To Adak,
I must clarify the problem. When I mean consecutive numbers, I am not
saying the values are consecutive, but the positions of the numbers.
So in sequence of number {2, 4, 5, 7, 1, 23, 41, 12}, {5, 7, 1} is a
segment of consecutive numbers. But {2, 5, 7} is not because 4 is
missed between 2 and 5.
So what you said: "...Scan the numbers, putting all sequences with
consecutive numbers, in another array..." is not applicable here.
As you curious about, this is a subproblem of a larger research
problem. In the research project, we want to discover regularly
occurring patterns. A such pattern contains K identical blocks. These
K blocks happen with a similar interval in the long signal sequence.
So far I do not have any good solution whose worst case is better than
O(L^2), L is the longest segment satisfying the user defined values. I
scan the sequence of numbers, and keep min and max values until I can
not go any further. This means that the number stops me (denoted as T)
must be smaller than min or bigger than max. Assuming it is bigger
than max and (T - min) is larger than d (user defined value, see
original question). We know that the current segment can not be
extended further (because of T) and we should start from the number
next to min. For any segment which can not be extended further, if its
length is greater than f (user defined value, see original question),
it is output.
Obviously, in worse case, the above solution works in O(L^2).
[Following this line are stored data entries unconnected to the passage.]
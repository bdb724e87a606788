//! Convergence board
//!
//! Consumes the [`PollHandle`] of every converging command on its own task
//! and keeps the latest report per identity for `/api/v1/sessions`.
//! Finished reports are dropped once they are older than the retention
//! window.

use chrono::{DateTime, Utc};
use dashmap::DashMap;
use fleet_core::convergence::{PollEvent, PollHandle, PollState};
use fleet_core::models::EntityIdentity;
use fleet_core::observability::AuditLogger;
use serde::{Deserialize, Serialize};
use std::sync::atomic::{AtomicU64, Ordering};
use std::sync::Arc;
use std::time::Duration;
use tokio::task::JoinHandle;
use tracing::debug;

#[derive(Debug, Clone, PartialEq, Serialize, Deserialize)]
#[serde(rename_all = "camelCase")]
pub struct SessionReport {
    pub identity: EntityIdentity,
    pub command: String,
    pub state: PollState,
    pub attempt: u32,
    /// Last observed progress label
    #[serde(default, skip_serializing_if = "Option::is_none")]
    pub status: Option<String>,
    #[serde(default, skip_serializing_if = "Option::is_none")]
    pub detail: Option<String>,
    #[serde(default, skip_serializing_if = "Option::is_none")]
    pub success: Option<bool>,
    pub started_at: DateTime<Utc>,
    pub updated_at: DateTime<Utc>,
    /// Board-assigned id, returned to the caller that started the session
    pub session_id: u64,
}

/// Default time a finished report stays on the board
pub const DEFAULT_RETENTION: Duration = Duration::from_secs(900);

#[derive(Clone)]
pub struct SessionBoard {
    reports: Arc<DashMap<EntityIdentity, SessionReport>>,
    sequence: Arc<AtomicU64>,
    retention: chrono::Duration,
    audit: AuditLogger,
}

impl SessionBoard {
    pub fn new(audit: AuditLogger) -> Self {
        Self::with_retention(audit, DEFAULT_RETENTION)
    }

    pub fn with_retention(audit: AuditLogger, retention: Duration) -> Self {
        Self {
            reports: Arc::new(DashMap::new()),
            sequence: Arc::new(AtomicU64::new(0)),
            retention: chrono::Duration::from_std(retention).unwrap_or_else(|_| chrono::Duration::days(365)),
            audit,
        }
    }

    /// Follow `handle` until its session ends. Returns the session id and
    /// the task consuming the handle.
    pub fn track(&self, command: &str, mut handle: PollHandle) -> (u64, JoinHandle<()>) {
        self.prune();

        let session = self.sequence.fetch_add(1, Ordering::SeqCst) + 1;
        let identity = handle.identity().clone();
        let now = Utc::now();

        self.reports.insert(
            identity.clone(),
            SessionReport {
                identity: identity.clone(),
                command: command.to_string(),
                state: PollState::Pending,
                attempt: 0,
                status: None,
                detail: None,
                success: None,
                started_at: now,
                updated_at: now,
                session_id: session,
            },
        );

        let board = self.clone();
        let task = tokio::spawn(async move {
            loop {
                match handle.next_event().await {
                    Some(PollEvent::Progress { view, attempt }) => {
                        board.update(&identity, session, |report| {
                            report.state = PollState::Running;
                            report.attempt = attempt;
                            report.status = Some(view.progress_label());
                        });
                    }
                    Some(PollEvent::Complete(outcome)) => {
                        board.audit.log_convergence(
                            &identity.to_string(),
                            outcome.state.as_str(),
                            &outcome.detail,
                            outcome.attempts,
                        );
                        board.update(&identity, session, |report| {
                            report.state = outcome.state;
                            report.attempt = outcome.attempts;
                            if let Some(status) = outcome.last_status() {
                                report.status = Some(status);
                            }
                            report.detail = Some(outcome.detail.clone());
                            report.success = Some(outcome.success);
                        });
                        break;
                    }
                    None => {
                        debug!(identity = %identity, session, "Session ended without outcome");
                        board.update(&identity, session, |report| {
                            report.state = PollState::Superseded;
                            report.success = Some(false);
                        });
                        break;
                    }
                }
            }
        });

        (session, task)
    }

    // Reports of a newer session for the same identity are left alone
    fn update<F>(&self, identity: &EntityIdentity, session: u64, apply: F)
    where
        F: FnOnce(&mut SessionReport),
    {
        if let Some(mut report) = self.reports.get_mut(identity) {
            if report.session_id == session {
                apply(report.value_mut());
                report.updated_at = Utc::now();
            }
        }
    }

    pub fn get(&self, identity: &EntityIdentity) -> Option<SessionReport> {
        self.reports.get(identity).map(|report| report.clone())
    }

    /// Remove finished reports older than the retention window
    pub fn prune(&self) -> usize {
        let Some(cutoff) = Utc::now().checked_sub_signed(self.retention) else {
            return 0;
        };
        let before = self.reports.len();
        self.reports
            .retain(|_, report| !(report.state.is_terminal() && report.updated_at < cutoff));
        let pruned = before.saturating_sub(self.reports.len());
        if pruned > 0 {
            debug!(pruned, "Pruned finished session reports");
        }
        pruned
    }

    /// All reports ordered by identity
    pub fn list(&self) -> Vec<SessionReport> {
        self.prune();
        let mut reports: Vec<_> = self.reports.iter().map(|entry| entry.value().clone()).collect();
        reports.sort_by(|a, b| a.identity.cmp(&b.identity));
        reports
    }
}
Such an
example is: find all segments with f >= 5, d <= 4 from the sequence:
1,2,3,4,5,6,7,8,9
The above solution works as:
1. initial segment {1}, extend it to {1,2} with the min and max marked
for the newly extended segment. Until {1,2,3,4,5} with min=1, max=5.
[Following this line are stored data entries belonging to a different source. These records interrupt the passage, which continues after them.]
//! Integration tests for the console API endpoints

use async_trait::async_trait;
use axum::{
    body::Body,
    http::{Request, StatusCode},
    Router,
};
use fleet_console::{
    api::{create_router, AppState},
    sessions::SessionBoard,
};
use fleet_core::{
    command::{Command, CommandDispatcher, DispatchConfig},
    convergence::PollPolicy,
    error::SourceError,
    health::{components, HealthRegistry},
    models::{EntityIdentity, EntityKind, InventoryRecord, LiveRecord, Reachability},
    observability::AuditLogger,
    reconcile::Reconciler,
    source::{CommandAck, CommandBackend, InventorySource, LiveSource},
};
use futures_util::StreamExt;
use std::sync::atomic::{AtomicBool, Ordering};
use std::sync::{Arc, Mutex};
use std::time::Duration;
use tower::ServiceExt;

/// Backend serving fixed inventory and live records
struct FakeBackend {
    inventory: Vec<InventoryRecord>,
    live: Mutex<Vec<LiveRecord>>,
    inventory_down: AtomicBool,
}

#[async_trait]
impl InventorySource for FakeBackend {
    async fn list_inventory(&self, kind: EntityKind) -> Result<Vec<InventoryRecord>, SourceError> {
        if self.inventory_down.load(Ordering::SeqCst) {
            return Err(SourceError::Unavailable("inventory offline".to_string()));
        }
        Ok(self
            .inventory
            .iter()
            .filter(|r| r.identity.kind == kind)
            .cloned()
            .collect())
    }
}

#[async_trait]
impl LiveSource for FakeBackend {
    async fn list_live(&self, kind: EntityKind) -> Result<Vec<LiveRecord>, SourceError> {
        Ok(self
            .live
            .lock()
            .unwrap()
            .iter()
            .filter(|r| r.identity.kind == kind)
            .cloned()
            .collect())
    }
}

#[async_trait]
impl CommandBackend for FakeBackend {
    async fn execute(
        &self,
        identity: &EntityIdentity,
        command: &Command,
    ) -> Result<CommandAck, SourceError> {
        if let Command::Scale { replicas } = command {
            let mut live = self.live.lock().unwrap();
            for record in live.iter_mut().filter(|r| &r.identity == identity) {
                *record = LiveRecord::new(identity.clone()).with_replicas(*replicas, *replicas);
            }
        }
        Ok(CommandAck::default())
    }
}

fn web() -> EntityIdentity {
    EntityIdentity::namespaced(EntityKind::Deployment, "shop", "web")
}

async fn setup_test_app() -> (Router, Arc<AppState>, Arc<FakeBackend>) {
    let backend = Arc::new(FakeBackend {
        inventory: vec![
            InventoryRecord::new(EntityIdentity::node("n1"), Reachability::Online),
            InventoryRecord::new(EntityIdentity::node("n2"), Reachability::Offline),
        ],
        live: Mutex::new(vec![
            LiveRecord::new(EntityIdentity::node("n1")).with_status("Ready"),
            LiveRecord::new(web()).with_replicas(2, 2),
        ]),
        inventory_down: AtomicBool::new(false),
    });

    let health_registry = HealthRegistry::with_console_components().await;
    let reconciler = Arc::new(
        Reconciler::builder()
            .sources(backend.clone())
            .health(health_registry.clone())
            .build()
            .unwrap(),
    );
    let dispatcher = Arc::new(
        CommandDispatcher::builder()
            .backend(backend.clone())
            .reconciler(reconciler.clone())
            .config(DispatchConfig {
                poll_policy: PollPolicy::default()
                    .with_interval(Duration::from_millis(5))
                    .with_max_attempts(20),
                ..DispatchConfig::default()
            })
            .build()
            .unwrap(),
    );

    let state = Arc::new(AppState::new(
        health_registry,
        reconciler,
        dispatcher,
        SessionBoard::new(AuditLogger::new("test")),
    ));
    let router = create_router(state.clone());

    (router, state, backend)
}

async fn body_json(response: axum::response::Response) -> serde_json::Value {
    let body = axum::body::to_bytes(response.into_body(), usize::MAX)
        .await
        .unwrap();
    serde_json::from_slice(&body).unwrap()
}

fn post_json(uri: &str, body: serde_json::Value) -> Request<Body> {
    Request::builder()
        .method("POST")
        .uri(uri)
        .header("content-type", "application/json")
        .body(Body::from(body.to_string()))
        .unwrap()
}

#[tokio::test]
async fn test_get_stream_returns_reconciled_views() {
    let (app, _state, _backend) = setup_test_app().await;

    let response = app
        .oneshot(
            Request::builder()
                .uri("/api/v1/streams/nodes")
                .body(Body::empty())
                .unwrap(),
        )
        .await
        .unwrap();

    assert_eq!(response.status(), StatusCode::OK);

    let stream = body_json(response).await;
    assert_eq!(stream["kind"], "node");
    assert_eq!(stream["epoch"], 1);
    assert_eq!(stream["liveAvailable"], true);

    let views = stream["views"].as_array().unwrap();
    assert_eq!(views.len(), 2);
    assert_eq!(views[0]["status"], "ONLINE_REGISTERED_READY");
    assert_eq!(views[1]["status"], "OFFLINE");
}

#[tokio::test]
async fn test_get_stream_unknown_kind_is_not_found() {
    let (app, _state, _backend) = setup_test_app().await;

    let response = app
        .oneshot(
            Request::builder()
                .uri("/api/v1/streams/replicasets")
                .body(Body::empty())
                .unwrap(),
        )
        .await
        .unwrap();

    assert_eq!(response.status(), StatusCode::NOT_FOUND);
}

#[tokio::test]
async fn test_reload_failure_keeps_last_good_set() {
    let (app, state, backend) = setup_test_app().await;
    state.reconciler.load(EntityKind::Node).await;

    backend.inventory_down.store(true, Ordering::SeqCst);
    let response = app
        .clone()
        .oneshot(post_json("/api/v1/streams/nodes/reload", serde_json::json!({})))
        .await
        .unwrap();
    assert_eq!(response.status(), StatusCode::BAD_GATEWAY);

    let response = app
        .oneshot(
            Request::builder()
                .uri("/api/v1/streams/nodes")
                .body(Body::empty())
                .unwrap(),
        )
        .await
        .unwrap();
    let stream = body_json(response).await;

    assert_eq!(stream["epoch"], 1);
    assert_eq!(stream["views"].as_array().unwrap().len(), 2);
    assert!(stream["error"].as_str().unwrap().contains("inventory offline"));

    let health = state.health_registry.health().await;
    assert!(health.components[components::INVENTORY_SOURCE].message.is_some());
}

#[tokio::test]
async fn test_scale_command_is_tracked_on_session_board() {
    let (app, state, _backend) = setup_test_app().await;

    let response = app
        .clone()
        .oneshot(post_json(
            "/api/v1/commands",
            serde_json::json!({
                "identity": {"kind": "deployment", "namespace": "shop", "name": "web"},
                "command": {"command": "scale", "replicas": 4}
            }),
        ))
        .await
        .unwrap();

    assert_eq!(response.status(), StatusCode::ACCEPTED);
    let accepted = body_json(response).await;
    assert_eq!(accepted["command"], "scale");
    assert_eq!(accepted["converging"], true);
    let session_id = accepted["sessionId"].as_u64().expect("session id is returned");

    let mut settled = None;
    for _ in 0..100 {
        if let Some(report) = state.sessions.get(&web()) {
            if report.state.is_terminal() {
                settled = Some(report);
                break;
            }
        }
        tokio::time::sleep(Duration::from_millis(10)).await;
    }
    let report = settled.expect("session should settle");
    assert_eq!(report.success, Some(true));

    let response = app
        .oneshot(
            Request::builder()
                .uri("/api/v1/sessions")
                .body(Body::empty())
                .unwrap(),
        )
        .await
        .unwrap();
    let board = body_json(response).await;
    assert_eq!(board[0]["sessionId"], session_id);
    assert_eq!(board[0]["state"], "ready");
    assert_eq!(board[0]["status"], "Ready (4/4 ready)");
}

#[tokio::test]
async fn test_stream_index_lists_loaded_streams() {
    let (app, state, backend) = setup_test_app().await;
    state.reconciler.load(EntityKind::Node).await;
    state.reconciler.load(EntityKind::Deployment).await;
    backend.inventory_down.store(true, Ordering::SeqCst);
    state.reconciler.load(EntityKind::Node).await;

    let response = app
        .oneshot(
            Request::builder()
                .uri("/api/v1/streams")
                .body(Body::empty())
                .unwrap(),
        )
        .await
        .unwrap();

    assert_eq!(response.status(), StatusCode::OK);
    let index = body_json(response).await;
    let index = index.as_array().unwrap();
    assert_eq!(index.len(), 2);
    assert_eq!(index[0]["kind"], "deployment");
    assert_eq!(index[0]["entities"], 1);
    assert!(index[0].get("error").is_none());
    assert_eq!(index[1]["kind"], "node");
    assert_eq!(index[1]["epoch"], 1);
    assert!(index[1]["error"].as_str().unwrap().contains("inventory offline"));
}

#[tokio::test]
async fn test_events_feed_reports_commits() {
    let (app, state, _backend) = setup_test_app().await;

    let response = app
        .oneshot(
            Request::builder()
                .uri("/api/v1/events")
                .body(Body::empty())
                .unwrap(),
        )
        .await
        .unwrap();
    assert_eq!(response.status(), StatusCode::OK);
    assert_eq!(
        response.headers()["content-type"],
        "text/event-stream"
    );

    state.reconciler.load(EntityKind::Node).await;

    let mut body = response.into_body().into_data_stream();
    let chunk = tokio::time::timeout(Duration::from_secs(2), body.next())
        .await
        .expect("commit event should arrive")
        .unwrap()
        .unwrap();
    let text = String::from_utf8(chunk.to_vec()).unwrap();

    assert!(text.contains("event: commit"));
    assert!(text.contains(r#""kind":"node""#));
    assert!(text.contains(r#""entities":2"#));
}

#[tokio::test]
async fn test_protected_namespace_command_is_forbidden() {
    let (app, _state, _backend) = setup_test_app().await;

    let response = app
        .oneshot(post_json(
            "/api/v1/commands",
            serde_json::json!({
                "identity": {"kind": "pod", "namespace": "kube-system", "name": "coredns-1"},
                "command": {"command": "delete"}
            }),
        ))
        .await
        .unwrap();

    assert_eq!(response.status(), StatusCode::FORBIDDEN);
    let body = body_json(response).await;
    assert_eq!(body["code"], "POLICY_DENIED");
}

#[tokio::test]
async fn test_unsupported_command_is_unprocessable() {
    let (app, _state, _backend) = setup_test_app().await;

    let response = app
        .oneshot(post_json(
            "/api/v1/commands",
            serde_json::json!({
                "identity": {"kind": "pod", "namespace": "shop", "name": "web-1"},
                "command": {"command": "scale", "replicas": 2}
            }),
        ))
        .await
        .unwrap();

    assert_eq!(response.status(), StatusCode::UNPROCESSABLE_ENTITY);
}

#[tokio::test]
async fn test_readyz_after_first_load() {
    let (app, state, _backend) = setup_test_app().await;

    let response = app
        .clone()
        .oneshot(Request::builder().uri("/readyz").body(Body::empty()).unwrap())
        .await
        .unwrap();
    assert_eq!(response.status(), StatusCode::SERVICE_UNAVAILABLE);

    state.reconciler.load(EntityKind::Node).await;

    let response = app
        .oneshot(Request::builder().uri("/readyz").body(Body::empty()).unwrap())
        .await
        .unwrap();
    assert_eq!(response.status(), StatusCode::OK);
}

#[tokio::test]
async fn test_healthz_degraded_is_still_ok() {
    let (app, state, _backend) = setup_test_app().await;
    state
        .health_registry
        .set_degraded(components::LIVE_SOURCE, "slow")
        .await;

    let response = app
        .oneshot(Request::builder().uri("/healthz").body(Body::empty()).unwrap())
        .await
        .unwrap();

    assert_eq!(response.status(), StatusCode::OK);
    let health = body_json(response).await;
    assert_eq!(health["status"], "degraded");
}

#[tokio::test]
async fn test_metrics_endpoint() {
    let (app, state, _backend) = setup_test_app().await;
    state.reconciler.load(EntityKind::Node).await;

    let response = app
        .oneshot(Request::builder().uri("/metrics").body(Body::empty()).unwrap())
        .await
        .unwrap();

    assert_eq!(response.status(), StatusCode::OK);
    let body = axum::body::to_bytes(response.into_body(), usize::MAX)
        .await
        .unwrap();
    let text = String::from_utf8(body.to_vec()).unwrap();
    assert!(text.contains("fleet_console_stream_loads_total"));
}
2. This segment is stopped by 6 (since 6-1>4). Start from the number
next to min (which is 2). Scan through 6. New segment is {2,3,4,5,6}.
Extend it to 7 but failed.
3. Scan from 3 to 7. New segment {3,4,5,6,7}. Stopped extending it at
8.
4. Scan through 4 to 8 and so on.
I wonder whether there are any better solution to this?
regards
Sticker
On Sep 5, 12:38 am, adak <[EMAIL PROTECTED]> wrote:
> Well, now you've gone and given me Sicker shock! :)
>
> Dilly of a problem, I must say!!
>
> I can't offer you a possible solution, but I'm curious what algorithms
> you've tried for this problem, and what was the resulting
> performance?
>
> I was thinking, something like:
>
> Scan the numbers, putting all sequences with consecutive numbers, in
> another array. (or assigning pointers to the start and end of each).
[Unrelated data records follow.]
//! Error types shared across the fleet core

use crate::models::{EntityIdentity, EntityKind};
use thiserror::Error;

/// Errors raised while talking to the inventory store, the live API
/// or the command backend.
#[derive(Debug, Error)]
pub enum SourceError {
    /// The request never produced a response
    #[error("request to {url} failed: {source}")]
    Transport {
        url: String,
        #[source]
        source: reqwest::Error,
    },

    /// The backend answered with a non-success status
    #[error("{url} returned {status}: {body}")]
    Status { url: String, status: u16, body: String },

    /// The response body did not match the expected shape
    #[error("failed to decode response from {url}: {message}")]
    Decode { url: String, message: String },

    /// The configured endpoint could not be turned into a request URL
    #[error("invalid endpoint: {0}")]
    InvalidEndpoint(String),

    /// The source reported itself unavailable
    #[error("source unavailable: {0}")]
    Unavailable(String),
}

/// Reasons a command is refused, either locally or by the backend
#[derive(Debug, Error)]
pub enum DispatchError {
    #[error("{command} is not supported for {kind}")]
    Unsupported { command: &'static str, kind: EntityKind },

    #[error("{command} on {identity} is refused: namespace is protected")]
    ProtectedNamespace {
        command: &'static str,
        identity: EntityIdentity,
    },

    #[error("malformed identity {0}: namespace does not match the kind's scope")]
    InvalidIdentity(EntityIdentity),

    #[error("invalid arguments: {0}")]
    InvalidArguments(String),

    #[error("backend rejected {command} on {identity}: {source}")]
    Rejected {
        command: &'static str,
        identity: EntityIdentity,
        #[source]
        source: SourceError,
    },
}

impl DispatchError {
    /// True for errors detected before any backend call was issued
    pub fn is_validation(&self) -> bool {
        !matches!(self, DispatchError::Rejected { .. })
    }
}
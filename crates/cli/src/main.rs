//! Fleet console CLI
//!
//! A command-line tool for browsing reconciled fleet state and issuing
//! operator commands through the fleet console.

mod client;
mod commands;
mod config;
mod output;

use anyhow::Result;
use clap::{Args, Parser, Subcommand};
use commands::{operations, parse_target, sessions, streams};
use fleet_core::command::Command;
use std::time::Duration;
use tracing_subscriber::EnvFilter;

/// Fleet console CLI
#[derive(Parser)]
#[command(name = "fleetctl")]
#[command(author, version, about = "CLI for the Fleet Console", long_about = None)]
pub struct Cli {
    /// Console API URL (can also be set via FLEETCTL_API_URL env var)
    #[arg(long, env = "FLEETCTL_API_URL")]
    pub api_url: Option<String>,

    /// Output format
    #[arg(long, short, default_value = "table")]
    pub format: output::OutputFormat,

    /// Enable verbose output
    #[arg(long, short)]
    pub verbose: bool,

    #[command(subcommand)]
    pub command: Commands,
}

#[derive(Args)]
pub struct Target {
    /// Entity kind (deployment, statefulset, daemonset, cronjob, pod, node, ...)
    pub kind: String,

    /// Entity as [namespace/]name
    pub target: String,
}

#[derive(Args)]
pub struct Wait {
    /// Wait until the entity converges
    #[arg(long)]
    pub wait: bool,

    /// Give up waiting after this many seconds
    #[arg(long, default_value = "330")]
    pub timeout: u64,
}

impl Wait {
    fn options(&self) -> operations::WaitOptions {
        operations::WaitOptions {
            enabled: self.wait,
            timeout: Duration::from_secs(self.timeout),
            interval: Duration::from_secs(2),
        }
    }
}

#[derive(Subcommand)]
pub enum Commands {
    /// Show the reconciled view of a kind
    Get {
        /// Entity kind, singular or plural
        kind: String,

        /// Filter by namespace
        #[arg(long, short)]
        namespace: Option<String>,

        /// Filter by status (e.g. OFFLINE, ONLINE_REGISTERED_READY)
        #[arg(long)]
        status: Option<String>,

        /// Reload the stream before showing it
        #[arg(long)]
        refresh: bool,
    },

    /// Reload a stream from both sources
    Reload {
        /// Entity kind, singular or plural
        kind: String,
    },

    /// Scale a deployment or statefulset
    Scale {
        #[command(flatten)]
        target: Target,

        /// Desired replica count
        #[arg(long)]
        replicas: u32,

        #[command(flatten)]
        wait: Wait,
    },

    /// Restart the pods of a workload
    Restart {
        #[command(flatten)]
        target: Target,

        #[command(flatten)]
        wait: Wait,
    },

    /// Roll a workload back
    Rollback {
        #[command(flatten)]
        target: Target,

        /// Revision to roll back to (previous revision if omitted)
        #[arg(long)]
        revision: Option<i64>,

        #[command(flatten)]
        wait: Wait,
    },

    /// Update the image of a workload
    SetImage {
        #[command(flatten)]
        target: Target,

        /// New image reference
        image: String,

        /// Container to update (first container if omitted)
        #[arg(long, short)]
        container: Option<String>,

        #[command(flatten)]
        wait: Wait,
    },

    /// Suspend a cronjob
    Suspend {
        #[command(flatten)]
        target: Target,
    },

    /// Resume a cronjob
    Resume {
        #[command(flatten)]
        target: Target,
    },

    /// Delete an entity
    Delete {
        #[command(flatten)]
        target: Target,
    },

    /// Show convergence sessions
    Sessions,
}

#[tokio::main]
async fn main() -> Result<()> {
    let cli = Cli::parse();

    if cli.verbose {
        tracing_subscriber::fmt()
            .with_env_filter(EnvFilter::new("fleetctl=debug"))
            .with_writer(std::io::stderr)
            .init();
    }

    let config = config::Config::load()?;
    let client = client::ApiClient::new(&config.resolve_api_url(cli.api_url.as_deref()))?;
    let default_ns = config.default_namespace.as_deref();
    let format = cli.format;

    let no_wait = operations::WaitOptions {
        enabled: false,
        timeout: Duration::ZERO,
        interval: Duration::ZERO,
    };

    let (command, target, wait) = match cli.command {
        Commands::Get {
            kind,
            namespace,
            status,
            refresh,
        } => {
            return streams::get_stream(&client, &kind, namespace, status, refresh, format).await;
        }
        Commands::Reload { kind } => return streams::reload_stream(&client, &kind, format).await,
        Commands::Sessions => return sessions::list_sessions(&client, format).await,
        Commands::Scale {
            target,
            replicas,
            wait,
        } => (Command::Scale { replicas }, target, wait.options()),
        Commands::Restart { target, wait } => (Command::Restart, target, wait.options()),
        Commands::Rollback {
            target,
            revision,
            wait,
        } => (Command::Rollback { revision }, target, wait.options()),
        Commands::SetImage {
            target,
            image,
            container,
            wait,
        } => (Command::UpdateImage { container, image }, target, wait.options()),
        Commands::Suspend { target } => (Command::Suspend, target, no_wait),
        Commands::Resume { target } => (Command::Resume, target, no_wait),
        Commands::Delete { target } => (Command::Delete, target, no_wait),
    };

    let identity = parse_target(&target.kind, &target.target, default_ns)?;
    operations::run_command(&client, command, identity, wait, format).await
}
> At the same time, you're also accumulating the various sub-totals
> you'll need for later calculations. 2 flags would denote which
> consecutive
> sequences met the requirements of being larger than d, etc.
>
> A file for the data and processing it in chunks that will fit into
> arrays on your system's memory, might be needed.
>
> I hope you'll let us know what you discover. Is this part of an
> assignment or programming problem competition?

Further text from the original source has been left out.